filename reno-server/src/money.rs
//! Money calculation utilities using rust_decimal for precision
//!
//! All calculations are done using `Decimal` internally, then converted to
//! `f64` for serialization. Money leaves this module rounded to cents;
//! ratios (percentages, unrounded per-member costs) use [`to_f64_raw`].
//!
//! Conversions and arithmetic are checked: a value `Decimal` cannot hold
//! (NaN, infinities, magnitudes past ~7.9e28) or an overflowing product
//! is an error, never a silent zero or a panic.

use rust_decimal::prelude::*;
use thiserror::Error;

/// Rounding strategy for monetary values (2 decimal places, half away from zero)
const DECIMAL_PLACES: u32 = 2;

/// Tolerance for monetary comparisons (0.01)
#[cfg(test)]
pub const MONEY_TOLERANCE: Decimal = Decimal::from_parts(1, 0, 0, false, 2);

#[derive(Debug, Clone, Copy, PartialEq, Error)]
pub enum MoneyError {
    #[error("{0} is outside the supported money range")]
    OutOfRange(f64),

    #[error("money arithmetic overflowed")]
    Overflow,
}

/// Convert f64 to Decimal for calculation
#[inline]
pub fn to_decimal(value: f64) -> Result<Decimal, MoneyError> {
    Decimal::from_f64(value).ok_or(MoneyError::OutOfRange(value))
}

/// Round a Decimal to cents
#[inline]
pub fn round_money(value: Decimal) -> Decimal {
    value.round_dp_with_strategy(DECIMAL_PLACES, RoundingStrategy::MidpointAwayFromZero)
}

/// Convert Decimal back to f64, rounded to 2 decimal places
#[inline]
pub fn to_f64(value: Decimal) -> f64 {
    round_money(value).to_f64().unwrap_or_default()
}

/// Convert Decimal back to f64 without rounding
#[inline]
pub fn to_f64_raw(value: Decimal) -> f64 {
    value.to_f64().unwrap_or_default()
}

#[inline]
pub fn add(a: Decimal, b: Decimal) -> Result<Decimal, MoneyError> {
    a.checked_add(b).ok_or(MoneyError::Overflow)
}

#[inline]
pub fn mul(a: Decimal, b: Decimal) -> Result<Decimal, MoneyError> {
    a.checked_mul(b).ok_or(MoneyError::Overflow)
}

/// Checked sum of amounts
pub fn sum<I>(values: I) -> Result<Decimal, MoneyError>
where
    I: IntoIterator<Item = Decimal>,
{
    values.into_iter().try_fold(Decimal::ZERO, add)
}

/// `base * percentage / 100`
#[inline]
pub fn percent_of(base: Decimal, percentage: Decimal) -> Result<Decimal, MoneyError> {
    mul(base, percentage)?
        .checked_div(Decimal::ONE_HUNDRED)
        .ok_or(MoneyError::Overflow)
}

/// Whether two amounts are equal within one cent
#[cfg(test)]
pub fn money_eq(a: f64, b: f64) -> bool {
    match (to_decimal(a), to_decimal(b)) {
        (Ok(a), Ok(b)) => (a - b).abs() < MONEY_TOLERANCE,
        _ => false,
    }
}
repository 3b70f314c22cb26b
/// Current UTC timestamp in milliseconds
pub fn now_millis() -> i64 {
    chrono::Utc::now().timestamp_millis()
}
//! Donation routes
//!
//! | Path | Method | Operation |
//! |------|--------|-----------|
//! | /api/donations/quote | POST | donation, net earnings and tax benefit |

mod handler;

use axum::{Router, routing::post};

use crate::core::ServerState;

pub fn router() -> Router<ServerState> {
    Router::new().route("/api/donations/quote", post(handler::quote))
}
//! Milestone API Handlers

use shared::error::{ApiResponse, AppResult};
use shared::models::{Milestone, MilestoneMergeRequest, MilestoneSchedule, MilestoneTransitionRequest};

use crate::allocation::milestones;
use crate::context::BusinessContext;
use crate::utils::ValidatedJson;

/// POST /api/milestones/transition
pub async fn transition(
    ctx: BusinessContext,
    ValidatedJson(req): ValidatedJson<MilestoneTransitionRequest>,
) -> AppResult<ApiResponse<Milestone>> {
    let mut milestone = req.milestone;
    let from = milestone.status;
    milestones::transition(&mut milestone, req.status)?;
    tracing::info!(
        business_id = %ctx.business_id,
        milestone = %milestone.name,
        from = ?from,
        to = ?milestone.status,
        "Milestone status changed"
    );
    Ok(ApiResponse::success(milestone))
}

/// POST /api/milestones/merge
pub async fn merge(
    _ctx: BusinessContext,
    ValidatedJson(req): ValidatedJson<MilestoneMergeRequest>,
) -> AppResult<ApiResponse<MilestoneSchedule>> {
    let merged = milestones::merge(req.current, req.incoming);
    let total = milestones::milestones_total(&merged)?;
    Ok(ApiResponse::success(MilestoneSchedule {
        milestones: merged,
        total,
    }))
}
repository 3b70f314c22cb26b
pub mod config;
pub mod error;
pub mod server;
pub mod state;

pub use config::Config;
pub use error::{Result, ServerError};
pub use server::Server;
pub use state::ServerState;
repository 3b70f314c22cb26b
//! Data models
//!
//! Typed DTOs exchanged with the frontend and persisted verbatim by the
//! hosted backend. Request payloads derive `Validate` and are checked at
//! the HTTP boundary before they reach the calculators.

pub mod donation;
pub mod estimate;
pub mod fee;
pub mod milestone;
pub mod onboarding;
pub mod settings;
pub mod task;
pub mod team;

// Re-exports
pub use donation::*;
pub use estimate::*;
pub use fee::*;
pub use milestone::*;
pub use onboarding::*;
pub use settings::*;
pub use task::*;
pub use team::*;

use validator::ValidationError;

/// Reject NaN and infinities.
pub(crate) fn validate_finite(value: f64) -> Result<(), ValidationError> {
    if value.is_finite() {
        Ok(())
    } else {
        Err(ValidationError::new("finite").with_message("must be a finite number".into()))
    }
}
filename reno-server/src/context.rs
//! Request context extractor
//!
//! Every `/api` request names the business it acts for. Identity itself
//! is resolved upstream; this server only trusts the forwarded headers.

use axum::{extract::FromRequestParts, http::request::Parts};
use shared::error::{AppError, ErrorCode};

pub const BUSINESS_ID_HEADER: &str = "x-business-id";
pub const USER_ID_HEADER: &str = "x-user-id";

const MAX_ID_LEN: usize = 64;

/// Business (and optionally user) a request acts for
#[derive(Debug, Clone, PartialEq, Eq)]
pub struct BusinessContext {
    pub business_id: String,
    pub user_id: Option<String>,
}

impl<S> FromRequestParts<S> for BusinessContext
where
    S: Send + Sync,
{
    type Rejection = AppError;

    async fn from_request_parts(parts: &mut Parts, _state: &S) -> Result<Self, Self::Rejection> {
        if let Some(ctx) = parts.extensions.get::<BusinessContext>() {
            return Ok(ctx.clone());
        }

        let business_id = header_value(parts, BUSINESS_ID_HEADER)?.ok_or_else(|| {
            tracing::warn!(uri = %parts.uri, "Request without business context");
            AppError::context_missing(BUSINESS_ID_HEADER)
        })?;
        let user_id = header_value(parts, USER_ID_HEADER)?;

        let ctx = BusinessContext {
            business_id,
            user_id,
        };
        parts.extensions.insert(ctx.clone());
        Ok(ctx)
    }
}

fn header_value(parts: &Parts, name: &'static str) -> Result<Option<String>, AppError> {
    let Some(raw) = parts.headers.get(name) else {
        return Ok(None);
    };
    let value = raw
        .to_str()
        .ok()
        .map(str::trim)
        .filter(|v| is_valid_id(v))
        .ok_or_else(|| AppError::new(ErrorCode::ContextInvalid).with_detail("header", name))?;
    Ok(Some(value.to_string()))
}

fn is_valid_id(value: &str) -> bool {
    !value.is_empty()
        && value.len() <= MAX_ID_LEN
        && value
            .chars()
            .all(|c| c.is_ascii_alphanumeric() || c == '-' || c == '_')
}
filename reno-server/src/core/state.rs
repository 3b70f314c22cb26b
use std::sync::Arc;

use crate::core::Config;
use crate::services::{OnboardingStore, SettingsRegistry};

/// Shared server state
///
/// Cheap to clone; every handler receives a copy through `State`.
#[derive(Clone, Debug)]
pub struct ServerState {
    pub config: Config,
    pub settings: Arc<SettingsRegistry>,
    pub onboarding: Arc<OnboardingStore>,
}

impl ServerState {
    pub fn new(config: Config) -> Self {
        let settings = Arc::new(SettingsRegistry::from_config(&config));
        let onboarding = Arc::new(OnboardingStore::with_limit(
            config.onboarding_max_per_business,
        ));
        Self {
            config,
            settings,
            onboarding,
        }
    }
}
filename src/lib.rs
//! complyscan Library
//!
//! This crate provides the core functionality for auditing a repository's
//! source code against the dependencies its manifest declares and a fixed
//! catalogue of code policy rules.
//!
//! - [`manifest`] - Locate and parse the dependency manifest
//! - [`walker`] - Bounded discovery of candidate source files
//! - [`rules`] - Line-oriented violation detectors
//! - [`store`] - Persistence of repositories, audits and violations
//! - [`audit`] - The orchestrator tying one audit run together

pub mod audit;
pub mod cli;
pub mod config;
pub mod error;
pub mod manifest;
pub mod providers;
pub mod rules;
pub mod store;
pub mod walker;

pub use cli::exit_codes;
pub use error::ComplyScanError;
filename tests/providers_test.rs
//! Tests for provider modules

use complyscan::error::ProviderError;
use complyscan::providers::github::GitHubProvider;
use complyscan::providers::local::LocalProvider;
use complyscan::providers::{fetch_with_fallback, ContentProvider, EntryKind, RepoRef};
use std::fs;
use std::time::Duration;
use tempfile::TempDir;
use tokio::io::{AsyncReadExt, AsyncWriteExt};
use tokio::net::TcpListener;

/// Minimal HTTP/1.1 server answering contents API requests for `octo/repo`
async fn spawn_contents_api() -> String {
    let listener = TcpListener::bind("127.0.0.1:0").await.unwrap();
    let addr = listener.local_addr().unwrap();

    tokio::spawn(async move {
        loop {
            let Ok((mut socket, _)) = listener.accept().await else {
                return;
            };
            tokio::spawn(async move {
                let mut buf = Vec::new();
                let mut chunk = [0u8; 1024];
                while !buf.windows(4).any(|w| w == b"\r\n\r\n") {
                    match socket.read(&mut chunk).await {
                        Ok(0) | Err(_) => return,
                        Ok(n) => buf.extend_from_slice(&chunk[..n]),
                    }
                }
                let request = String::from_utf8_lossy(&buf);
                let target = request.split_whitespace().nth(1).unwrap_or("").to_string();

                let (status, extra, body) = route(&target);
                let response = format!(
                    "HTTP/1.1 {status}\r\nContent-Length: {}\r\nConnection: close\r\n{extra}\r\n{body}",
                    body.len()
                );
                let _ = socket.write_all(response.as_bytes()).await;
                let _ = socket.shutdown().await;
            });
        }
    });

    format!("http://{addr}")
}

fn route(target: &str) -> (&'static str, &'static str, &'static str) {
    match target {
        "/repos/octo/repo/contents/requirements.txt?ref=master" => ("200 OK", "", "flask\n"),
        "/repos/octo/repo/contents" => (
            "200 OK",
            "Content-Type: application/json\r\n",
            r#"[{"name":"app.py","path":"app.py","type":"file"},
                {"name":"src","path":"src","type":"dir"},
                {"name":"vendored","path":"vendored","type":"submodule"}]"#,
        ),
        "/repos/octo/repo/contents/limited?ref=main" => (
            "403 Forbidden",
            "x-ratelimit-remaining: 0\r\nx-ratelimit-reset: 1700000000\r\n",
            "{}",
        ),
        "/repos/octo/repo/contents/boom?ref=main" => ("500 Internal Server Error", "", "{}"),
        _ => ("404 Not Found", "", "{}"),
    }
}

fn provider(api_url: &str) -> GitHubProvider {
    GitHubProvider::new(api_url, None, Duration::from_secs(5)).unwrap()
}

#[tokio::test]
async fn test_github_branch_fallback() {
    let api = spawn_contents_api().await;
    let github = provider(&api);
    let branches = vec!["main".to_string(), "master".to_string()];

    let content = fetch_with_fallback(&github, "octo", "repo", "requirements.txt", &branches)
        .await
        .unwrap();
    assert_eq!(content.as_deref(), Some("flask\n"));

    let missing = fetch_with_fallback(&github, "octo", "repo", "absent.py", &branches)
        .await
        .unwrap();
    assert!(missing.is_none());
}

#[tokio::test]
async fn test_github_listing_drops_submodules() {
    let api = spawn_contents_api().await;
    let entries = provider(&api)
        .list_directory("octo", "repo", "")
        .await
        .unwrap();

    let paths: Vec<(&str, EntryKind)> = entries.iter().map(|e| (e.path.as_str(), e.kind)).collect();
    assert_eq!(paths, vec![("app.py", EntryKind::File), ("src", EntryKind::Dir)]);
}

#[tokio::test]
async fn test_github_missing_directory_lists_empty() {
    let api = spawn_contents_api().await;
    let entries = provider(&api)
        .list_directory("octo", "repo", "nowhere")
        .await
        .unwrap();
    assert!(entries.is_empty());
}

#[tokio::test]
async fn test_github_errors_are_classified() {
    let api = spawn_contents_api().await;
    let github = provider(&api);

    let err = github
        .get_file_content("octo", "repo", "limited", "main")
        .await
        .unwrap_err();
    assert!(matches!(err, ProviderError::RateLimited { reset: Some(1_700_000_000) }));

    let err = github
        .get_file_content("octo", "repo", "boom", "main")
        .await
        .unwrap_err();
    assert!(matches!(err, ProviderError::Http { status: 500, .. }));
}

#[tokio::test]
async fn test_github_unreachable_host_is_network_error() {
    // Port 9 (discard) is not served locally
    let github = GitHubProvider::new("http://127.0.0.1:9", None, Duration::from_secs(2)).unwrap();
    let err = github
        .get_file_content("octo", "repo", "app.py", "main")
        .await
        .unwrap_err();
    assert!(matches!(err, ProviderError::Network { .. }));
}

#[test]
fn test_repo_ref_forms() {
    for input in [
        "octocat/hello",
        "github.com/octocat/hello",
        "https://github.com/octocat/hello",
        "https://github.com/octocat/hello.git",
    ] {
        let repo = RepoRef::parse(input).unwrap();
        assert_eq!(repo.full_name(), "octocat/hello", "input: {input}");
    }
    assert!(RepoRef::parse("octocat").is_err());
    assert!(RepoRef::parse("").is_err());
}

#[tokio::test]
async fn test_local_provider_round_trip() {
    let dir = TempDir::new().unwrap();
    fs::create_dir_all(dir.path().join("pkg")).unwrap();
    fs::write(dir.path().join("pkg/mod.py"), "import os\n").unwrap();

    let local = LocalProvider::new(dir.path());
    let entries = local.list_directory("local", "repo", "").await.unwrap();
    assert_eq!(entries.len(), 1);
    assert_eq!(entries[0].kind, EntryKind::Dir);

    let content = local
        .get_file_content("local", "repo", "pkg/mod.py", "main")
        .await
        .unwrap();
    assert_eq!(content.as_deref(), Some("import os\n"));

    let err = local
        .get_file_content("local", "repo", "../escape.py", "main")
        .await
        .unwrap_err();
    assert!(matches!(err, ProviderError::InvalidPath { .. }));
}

• **Work item**
Among the records above, count the lines that include the word "hello" and state the number by itself.

• **Reply**
5